Ce dimanche, des citoyens libanais se rassembleront dans les rues de Beyrouth pour manifester leur soutien à la laïcité. Nul ne sait combien ils seront, mais le beau temps aidant, on peut escompter une belle présence ne serait-ce que parce que les Libanais n’ont jamais rechigné à brandir des banderoles, ni à chanter à tue-tête des slogans.
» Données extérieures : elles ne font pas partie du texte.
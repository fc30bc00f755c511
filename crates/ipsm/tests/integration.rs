//! Multi-process integration tests.
//!
//! A handful of properties only mean something across real OS processes:
//! `reference_count` visibility, robust-mutex recovery after a holder dies,
//! and the detach round-trip law (create + attach N + detach all leaves no
//! backing resources). Each such test re-invokes this same test binary via
//! `std::process::Command`, routed through `helper_entrypoint` and an
//! environment variable, to get a genuine child process rather than a
//! thread.

use std::env;
use std::io::{BufRead, BufReader, Write};
use std::path::Path;
use std::process::{Command, Stdio};
use std::sync::atomic::{AtomicUsize, Ordering};
use std::time::Duration;

use ipsm::{HeapRegion, RegionConfig, RobustMutex, SharedRegion};

const ROLE_VAR: &str = "IPSM_IT_ROLE";
const NAME_VAR: &str = "IPSM_IT_NAME";
const DIR_VAR: &str = "IPSM_IT_DIR";

fn unique_name(tag: &str) -> String {
    static COUNTER: AtomicUsize = AtomicUsize::new(0);
    format!("/ipsm-it-{tag}-{}-{}", std::process::id(), COUNTER.fetch_add(1, Ordering::Relaxed))
}

fn helper_process(role: &str, name: &str, dir: &Path) -> Command {
    let mut cmd = Command::new(env::current_exe().expect("current_exe"));
    cmd.args(["--exact", "helper_entrypoint", "--nocapture", "--test-threads=1"]);
    cmd.env(ROLE_VAR, role);
    cmd.env(NAME_VAR, name);
    cmd.env(DIR_VAR, dir);
    cmd.stdin(Stdio::piped());
    cmd.stdout(Stdio::piped());
    cmd.stderr(Stdio::inherit());
    cmd
}

/// Single entry point every helper child runs through. A direct `cargo
/// test` invocation (no role var set) is a no-op, so this behaves like any
/// other passing test when run normally.
#[test]
fn helper_entrypoint() {
    let role = match env::var(ROLE_VAR) {
        Ok(r) => r,
        Err(_) => return,
    };
    let name = env::var(NAME_VAR).expect("name var set alongside role var");
    let dir = env::var(DIR_VAR).expect("dir var set alongside role var");
    let cfg = RegionConfig::new(name, 16384).with_directory(dir);

    match role.as_str() {
        "attach_secondary_report_refcount" => {
            let heap = HeapRegion::attach_secondary(cfg).expect("attach_secondary");
            println!("READY {}", heap.bind_count());
            std::io::stdout().flush().unwrap();
            wait_for_line();
            drop(heap);
        }
        "attach_and_detach" => {
            let heap = HeapRegion::attach_secondary(cfg).expect("attach_secondary");
            println!("OK {}", heap.bind_count());
            std::io::stdout().flush().unwrap();
            drop(heap);
        }
        "hold_mutex_and_die" => {
            let region = SharedRegion::attach_secondary(cfg, |_buff, _len| Ok(())).expect("attach_secondary");
            let mutex = region.get() as *mut RobustMutex;
            unsafe { (*mutex).lock() }.expect("lock");
            println!("LOCKED");
            std::io::stdout().flush().unwrap();
            // Simulate a crash: exit without unwinding, so the mutex stays
            // locked and the region's own Drop (which would decrement
            // reference_count and possibly unlink) never runs either.
            std::process::exit(1);
        }
        other => panic!("helper_entrypoint: unknown role {other:?}"),
    }
}

fn wait_for_line() {
    let mut line = String::new();
    std::io::stdin().lock().read_line(&mut line).ok();
}

/// Reads lines from the child's stdout until one contains `prefix`,
/// skipping the test harness's own "running N tests" / "ok" chatter that
/// surrounds our helper's `println!` output. The harness writes
/// `test <name> ... ` without a trailing newline until the test itself
/// returns, so our helper's own line lands concatenated onto that prefix
/// rather than starting a fresh line - hence a substring search rather
/// than `starts_with`.
fn read_line_with_prefix(stdout: &mut impl std::io::Read, prefix: &str) -> String {
    let mut reader = BufReader::new(stdout);
    loop {
        let mut line = String::new();
        let n = reader.read_line(&mut line).expect("read child stdout");
        if n == 0 {
            panic!("child stdout closed before printing a line containing {prefix:?}");
        }
        let line = line.trim().to_string();
        if let Some(pos) = line.find(prefix) {
            return line[pos..].to_string();
        }
    }
}

/// Scenario: two real processes attach to the same region and both observe
/// `reference_count == 2`; after the child detaches, the parent observes 1.
#[test]
fn reference_count_is_visible_across_real_processes() {
    let dir = tempfile::tempdir().unwrap();
    let cfg = RegionConfig::new(unique_name("refcount"), 16384).with_directory(dir.path());
    HeapRegion::debug_force_cleanup(&cfg).unwrap();

    let primary = HeapRegion::create_primary(cfg.clone()).unwrap();
    assert_eq!(primary.bind_count(), 1);

    let mut child = helper_process("attach_secondary_report_refcount", &cfg.name, dir.path())
        .spawn()
        .expect("spawn helper");
    let mut child_stdout = child.stdout.take().unwrap();
    let reported = read_line_with_prefix(&mut child_stdout, "READY");
    assert_eq!(reported, "READY 2", "child should observe reference_count 2 while attached");
    assert_eq!(primary.bind_count(), 2, "parent should also observe reference_count 2");

    child.stdin.take().unwrap().write_all(b"go\n").unwrap();
    let status = child.wait().expect("wait for child");
    assert!(status.success());

    assert_eq!(primary.bind_count(), 1, "refcount drops back to 1 once the child detaches");
}

/// Scenario: the detach round-trip law. Create a primary, attach N
/// secondaries from real child processes, let all of them detach, then
/// the primary detaches last: no identity file, lockfile, or shared-memory
/// object should remain, and a fresh attach attempt should fail as if the
/// region never existed.
#[test]
fn detach_round_trip_removes_all_backing_resources() {
    let dir = tempfile::tempdir().unwrap();
    let cfg = RegionConfig::new(unique_name("roundtrip"), 16384).with_directory(dir.path());
    HeapRegion::debug_force_cleanup(&cfg).unwrap();

    let primary = HeapRegion::create_primary(cfg.clone()).unwrap();

    const SECONDARIES: i32 = 3;
    for _ in 0..SECONDARIES {
        let mut child = helper_process("attach_and_detach", &cfg.name, dir.path()).spawn().expect("spawn helper");
        let mut child_stdout = child.stdout.take().unwrap();
        let reported = read_line_with_prefix(&mut child_stdout, "OK");
        assert!(reported.starts_with("OK"), "unexpected child report: {reported}");
        let status = child.wait().expect("wait for child");
        assert!(status.success());
    }

    assert_eq!(primary.bind_count(), 1, "every secondary should have detached by now");
    drop(primary);

    let identity_path = dir.path().join(cfg.name.trim_start_matches('/'));
    let mut lock_path = identity_path.clone().into_os_string();
    lock_path.push(".lock");
    assert!(!identity_path.exists(), "identity file must be gone after the final detach");
    assert!(!Path::new(&lock_path).exists(), "lockfile must be gone after the final detach");

    match SharedRegion::attach_secondary(cfg, |_, _| Ok(())) {
        Err(e) => assert!(matches!(e, ipsm::IpsmError::RoleUnavailable { .. })),
        Ok(_) => panic!("attaching after full teardown should not succeed"),
    }
}

/// Scenario: a process dies while holding the allocator's underlying
/// robust mutex. The next locker must recover via `EOWNERDEAD` /
/// `pthread_mutex_consistent` rather than hang forever.
#[test]
fn robust_mutex_recovers_after_holder_process_dies() {
    let dir = tempfile::tempdir().unwrap();
    let cfg = RegionConfig::new(unique_name("deadowner"), 4096).with_directory(dir.path());
    SharedRegion::debug_force_cleanup(&cfg).unwrap();

    let primary = SharedRegion::create_primary(cfg.clone(), |buff, _len| {
        unsafe { RobustMutex::init_at(buff as *mut RobustMutex, libc::PTHREAD_MUTEX_NORMAL)? };
        Ok(std::ptr::null_mut())
    })
    .unwrap();

    let mut child = helper_process("hold_mutex_and_die", &cfg.name, dir.path()).spawn().expect("spawn helper");
    let mut child_stdout = child.stdout.take().unwrap();
    let reported = read_line_with_prefix(&mut child_stdout, "LOCKED");
    assert_eq!(reported, "LOCKED");
    let status = child.wait().expect("wait for child");
    assert!(!status.success(), "child exits non-zero after simulating a crash");

    let mutex_ptr = primary.get() as *mut RobustMutex;
    struct SendPtr(*mut RobustMutex);
    unsafe impl Send for SendPtr {}
    let carried = SendPtr(mutex_ptr);

    let (tx, rx) = std::sync::mpsc::channel();
    std::thread::spawn(move || {
        let carried = carried;
        let mutex = unsafe { &*carried.0 };
        let result = mutex.lock();
        tx.send(result.is_ok()).ok();
    });
    let recovered = rx.recv_timeout(Duration::from_secs(5)).expect("lock attempt must not hang after owner death");
    assert!(recovered, "lock() should recover an EOWNERDEAD mutex rather than error out");
}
Soit, mais chanter quoi et pour faire parvenir quel message ? Car s’il est une question fortement controversée au Liban, c’est bien celle de la laïcité sur la définition et le contenu de laquelle les Libanais ne cessent de s’étriper.
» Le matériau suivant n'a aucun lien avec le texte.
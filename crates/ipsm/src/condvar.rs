//! Process-shared condition variable bound to a specific clock.
//!
//! Like [`crate::mutex::RobustMutex`], a `CondVar` is configured with
//! `PTHREAD_PROCESS_SHARED` so it can be waited on and signalled from any
//! process attached to the region it lives in. The wait clock is fixed at
//! construction time via `pthread_condattr_setclock`, since a condvar's
//! clock can't be changed afterward and the two sides of a wait/notify
//! pair must agree on it.

use std::cell::UnsafeCell;
use std::mem::MaybeUninit;
use std::time::Duration;

use crate::error::{IpsmError, IpsmResult};
use crate::mutex::RobustMutex;

/// Outcome of a bounded wait.
#[derive(Debug, Clone, Copy, PartialEq, Eq)]
pub enum CvStatus {
    NoTimeout,
    Timeout,
}

/// A process-shared condition variable.
#[repr(transparent)]
pub struct CondVar {
    raw: UnsafeCell<libc::pthread_cond_t>,
}

unsafe impl Send for CondVar {}
unsafe impl Sync for CondVar {}

impl CondVar {
    fn build(clock: libc::clockid_t) -> IpsmResult<libc::pthread_cond_t> {
        unsafe {
            let mut attr = MaybeUninit::<libc::pthread_condattr_t>::uninit();
            check(
                "pthread_condattr_init",
                libc::pthread_condattr_init(attr.as_mut_ptr()),
            )?;
            let mut attr = attr.assume_init();

            let ret = libc::pthread_condattr_setpshared(&mut attr, libc::PTHREAD_PROCESS_SHARED);
            if ret != 0 {
                libc::pthread_condattr_destroy(&mut attr);
                return Err(IpsmError::System {
                    op: "pthread_condattr_setpshared",
                    errno: ret,
                });
            }

            let ret = libc::pthread_condattr_setclock(&mut attr, clock);
            if ret != 0 {
                libc::pthread_condattr_destroy(&mut attr);
                return Err(IpsmError::System {
                    op: "pthread_condattr_setclock",
                    errno: ret,
                });
            }

            let mut raw = MaybeUninit::<libc::pthread_cond_t>::uninit();
            let ret = libc::pthread_cond_init(raw.as_mut_ptr(), &attr);
            libc::pthread_condattr_destroy(&mut attr);
            if ret != 0 {
                return Err(IpsmError::System {
                    op: "pthread_cond_init",
                    errno: ret,
                });
            }
            Ok(raw.assume_init())
        }
    }

    /// Initializes a `CondVar` bound to `clock` (e.g. `libc::CLOCK_MONOTONIC`)
    /// in place at `dst`.
    ///
    /// # Safety
    /// `dst` must be valid for writes of `Self` and remain at that address
    /// for the lifetime of the condvar.
    pub unsafe fn init_at(dst: *mut Self, clock: libc::clockid_t) -> IpsmResult<()> {
        let raw = Self::build(clock)?;
        std::ptr::write(
            dst,
            Self {
                raw: UnsafeCell::new(raw),
            },
        );
        Ok(())
    }

    /// Constructs a `CondVar` bound to `clock` for single-process use or tests.
    pub fn new(clock: libc::clockid_t) -> IpsmResult<Self> {
        Ok(Self {
            raw: UnsafeCell::new(Self::build(clock)?),
        })
    }

    fn raw(&self) -> *mut libc::pthread_cond_t {
        self.raw.get()
    }

    pub fn notify_one(&self) {
        unsafe {
            libc::pthread_cond_signal(self.raw());
        }
    }

    pub fn notify_all(&self) {
        unsafe {
            libc::pthread_cond_broadcast(self.raw());
        }
    }

    /// Waits, atomically releasing `mutex` for the duration of the wait and
    /// reacquiring it before returning. The caller must hold `mutex` locked.
    /// Spurious wake-ups are possible; callers that need a condition to
    /// hold should use [`CondVar::wait_while`].
    pub fn wait(&self, mutex: &RobustMutex) -> IpsmResult<()> {
        let ret = unsafe { libc::pthread_cond_wait(self.raw(), mutex.raw_ptr()) };
        if ret == 0 {
            Ok(())
        } else {
            Err(IpsmError::System {
                op: "pthread_cond_wait",
                errno: ret,
            })
        }
    }

    /// Re-waits until `predicate` returns `true`, looping across spurious
    /// wake-ups.
    pub fn wait_while(&self, mutex: &RobustMutex, mut predicate: impl FnMut() -> bool) -> IpsmResult<()> {
        while !predicate() {
            self.wait(mutex)?;
        }
        Ok(())
    }

    /// Waits until either notified or the clock reaches `abs`, retrying
    /// internally across `EINTR`. `abs` must be expressed against this
    /// condvar's own clock.
    pub fn wait_until(&self, mutex: &RobustMutex, abs: libc::timespec) -> IpsmResult<CvStatus> {
        loop {
            let ret = unsafe { libc::pthread_cond_timedwait(self.raw(), mutex.raw_ptr(), &abs) };
            match ret {
                0 => return Ok(CvStatus::NoTimeout),
                libc::ETIMEDOUT => return Ok(CvStatus::Timeout),
                libc::EINTR => continue,
                _ => {
                    return Err(IpsmError::System {
                        op: "pthread_cond_timedwait",
                        errno: ret,
                    })
                }
            }
        }
    }

    /// Loop-wraps [`CondVar::wait_until`]: re-waits until `abs` is reached
    /// or `predicate` returns `true`.
    pub fn wait_until_while(
        &self,
        mutex: &RobustMutex,
        abs: libc::timespec,
        mut predicate: impl FnMut() -> bool,
    ) -> IpsmResult<CvStatus> {
        while !predicate() {
            if self.wait_until(mutex, abs)? == CvStatus::Timeout {
                return Ok(if predicate() { CvStatus::NoTimeout } else { CvStatus::Timeout });
            }
        }
        Ok(CvStatus::NoTimeout)
    }

    /// Waits until either notified or `timeout` elapses on this condvar's
    /// clock, retrying internally across `EINTR`. Only meaningful for a
    /// `CondVar` bound to a steady (monotonic) clock, as the spec requires;
    /// translates to [`CondVar::wait_until`] against `now + timeout`.
    pub fn wait_for(&self, mutex: &RobustMutex, timeout: Duration, clock: libc::clockid_t) -> IpsmResult<CvStatus> {
        let abs = Self::deadline(clock, timeout)?;
        self.wait_until(mutex, abs)
    }

    /// Loop-wraps [`CondVar::wait_for`]: re-waits until `timeout` elapses or
    /// `predicate` returns `true`.
    pub fn wait_for_while(
        &self,
        mutex: &RobustMutex,
        timeout: Duration,
        clock: libc::clockid_t,
        predicate: impl FnMut() -> bool,
    ) -> IpsmResult<CvStatus> {
        let abs = Self::deadline(clock, timeout)?;
        self.wait_until_while(mutex, abs, predicate)
    }

    fn deadline(clock: libc::clockid_t, timeout: Duration) -> IpsmResult<libc::timespec> {
        unsafe {
            let mut now = MaybeUninit::<libc::timespec>::uninit();
            if libc::clock_gettime(clock, now.as_mut_ptr()) != 0 {
                let errno = std::io::Error::last_os_error().raw_os_error().unwrap_or(-1);
                return Err(IpsmError::System {
                    op: "clock_gettime",
                    errno,
                });
            }
            Ok(add_duration(now.assume_init(), timeout))
        }
    }
}

fn add_duration(ts: libc::timespec, d: Duration) -> libc::timespec {
    let mut secs = ts.tv_sec + d.as_secs() as i64;
    let mut nanos = ts.tv_nsec + d.subsec_nanos() as i64;
    if nanos >= 1_000_000_000 {
        nanos -= 1_000_000_000;
        secs += 1;
    }
    libc::timespec {
        tv_sec: secs,
        tv_nsec: nanos,
    }
}

impl Drop for CondVar {
    fn drop(&mut self) {
        let ret = unsafe { libc::pthread_cond_destroy(self.raw()) };
        if ret == libc::EBUSY {
            tracing::error!("pthread_cond_destroy: EBUSY, other thread(s) still waiting");
        }
    }
}

fn check(op: &'static str, ret: i32) -> IpsmResult<()> {
    if ret == 0 {
        Ok(())
    } else {
        Err(IpsmError::System { op, errno: ret })
    }
}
La laïcité signifie-t-elle le démantèlement du système confessionnel qui répartit le pouvoir entre communautés religieuses ? Est-ce qu’elle consiste en une séparation entre l’Eglise-Mosquée et l’Etat ? Cherche-t-elle seulement à établir un statut "civil" du citoyen sur les questions du mariage et du droit successoral sans qu’interfèrent les muftis, les évêques et autres mollahs ?

Quid de la politique ? Jusqu’à quand le Liban sera-t-il obligé d’avoir un Président maronite, un Premier Ministre sunnite et un Président du Parlement chiite ? La répartition des sièges à égalité entre musulmans et chrétiens restera-t-elle toujours d’actualité si l’on tient compte de l’évolution démographique galopante chez les uns et déclinante chez les autres ? C’est là le cœur du problème et ce problème restera insoluble tant qu'on ne viendra pas à bout de la peur panique qui saisit chaque communauté lorsqu’elle se sent menacée de perdre ses prérogatives.
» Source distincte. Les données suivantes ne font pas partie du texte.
//! Error types for the IPSM core engine
//!
//! All errors are defined as variants of `IpsmError`. Error codes follow
//! the three-kind taxonomy of the design: precondition violations (PRE-xxx),
//! unwinnable role races (ROLE-xxx), and system-level failures (SYS-xxx).

use thiserror::Error;

/// Result type alias for IPSM operations
pub type IpsmResult<T> = Result<T, IpsmError>;

/// Core error enum for the shared-memory subsystem
#[derive(Error, Debug)]
pub enum IpsmError {
    // === Precondition violations (PRE-0xx) ===
    /// PRE-001: region name is missing, not slash-prefixed, or too long
    #[error("PRE-001 InvalidName: {reason}")]
    InvalidName { reason: String },

    /// PRE-002: requested length cannot hold a header plus a usable allocator
    #[error("PRE-002 LengthTooSmall: requested {requested} bytes, minimum is {minimum}")]
    LengthTooSmall { requested: usize, minimum: usize },

    // === Bootstrap / role races (ROLE-0xx) ===
    /// ROLE-001: caller demanded an explicit role and lost the race for it
    #[error("ROLE-001 RoleUnavailable: cannot become {role} for region {name}")]
    RoleUnavailable { role: &'static str, name: String },

    /// ROLE-002: bootstrap exhausted its retry budget without converging
    #[error("ROLE-002 BootstrapRetriesExhausted: region {name} after {attempts} attempts")]
    BootstrapRetriesExhausted { name: String, attempts: u32 },

    // === Allocator errors (ALLOC-0xx) ===
    /// ALLOC-001: the requested region is too small to host an allocator
    #[error("ALLOC-001 AllocationFailed: {reason}")]
    AllocationFailed { reason: String },

    /// ALLOC-002: bind() observed an already-disposed control block
    #[error("ALLOC-002 Disposed: control block has bind_count 0")]
    Disposed,

    /// ALLOC-003: deallocate() could not re-insert a block into the free list
    #[error("ALLOC-003 Internal: {0}")]
    Internal(String),

    // === System-level failures (SYS-0xx) ===
    /// SYS-001: shm_open/mmap/ftruncate or similar failed
    #[error("SYS-001 ShmFailure: {op} failed: {source}")]
    ShmFailure {
        op: &'static str,
        #[source]
        source: nix::Error,
    },

    /// SYS-002: a pthread primitive (mutex/condvar) returned an unexpected errno
    #[error("SYS-002 System: {op} failed with errno {errno}")]
    System { op: &'static str, errno: i32 },

    /// SYS-003: filesystem I/O (identity file, lockfile) failed
    #[error("SYS-003 Io: {0}")]
    Io(#[from] std::io::Error),
}

impl IpsmError {
    /// Returns the error code string (e.g., "PRE-001")
    pub fn code(&self) -> &'static str {
        match self {
            IpsmError::InvalidName { .. } => "PRE-001",
            IpsmError::LengthTooSmall { .. } => "PRE-002",
            IpsmError::RoleUnavailable { .. } => "ROLE-001",
            IpsmError::BootstrapRetriesExhausted { .. } => "ROLE-002",
            IpsmError::AllocationFailed { .. } => "ALLOC-001",
            IpsmError::Disposed => "ALLOC-002",
            IpsmError::Internal(_) => "ALLOC-003",
            IpsmError::ShmFailure { .. } => "SYS-001",
            IpsmError::System { .. } => "SYS-002",
            IpsmError::Io(_) => "SYS-003",
        }
    }
}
Vive la laïcité et vivent les réformes, mais allez donc convaincre les maronites de la nécessité d’abolir le confessionnalisme politique lorsqu'ils entendent Hassan Nasrallah les menacer dans une majestueuse suffisance du sort des chrétiens d’Iraq. C’est tout simplement, un appel au suicide.

Le système confessionnel libanais a depuis longtemps débouché sur une impasse. Le réformer est devenu un vœu pieux, l’abolir par la force, c’est la guerre civile assurée. Que faire alors ? Mais participer à la « Laïque Pride » pardi, chanter tout son soûl pour entretenir la chimère, puis s’en aller la queue basse en rêvant de "ravins crayeux et de riants coteaux » !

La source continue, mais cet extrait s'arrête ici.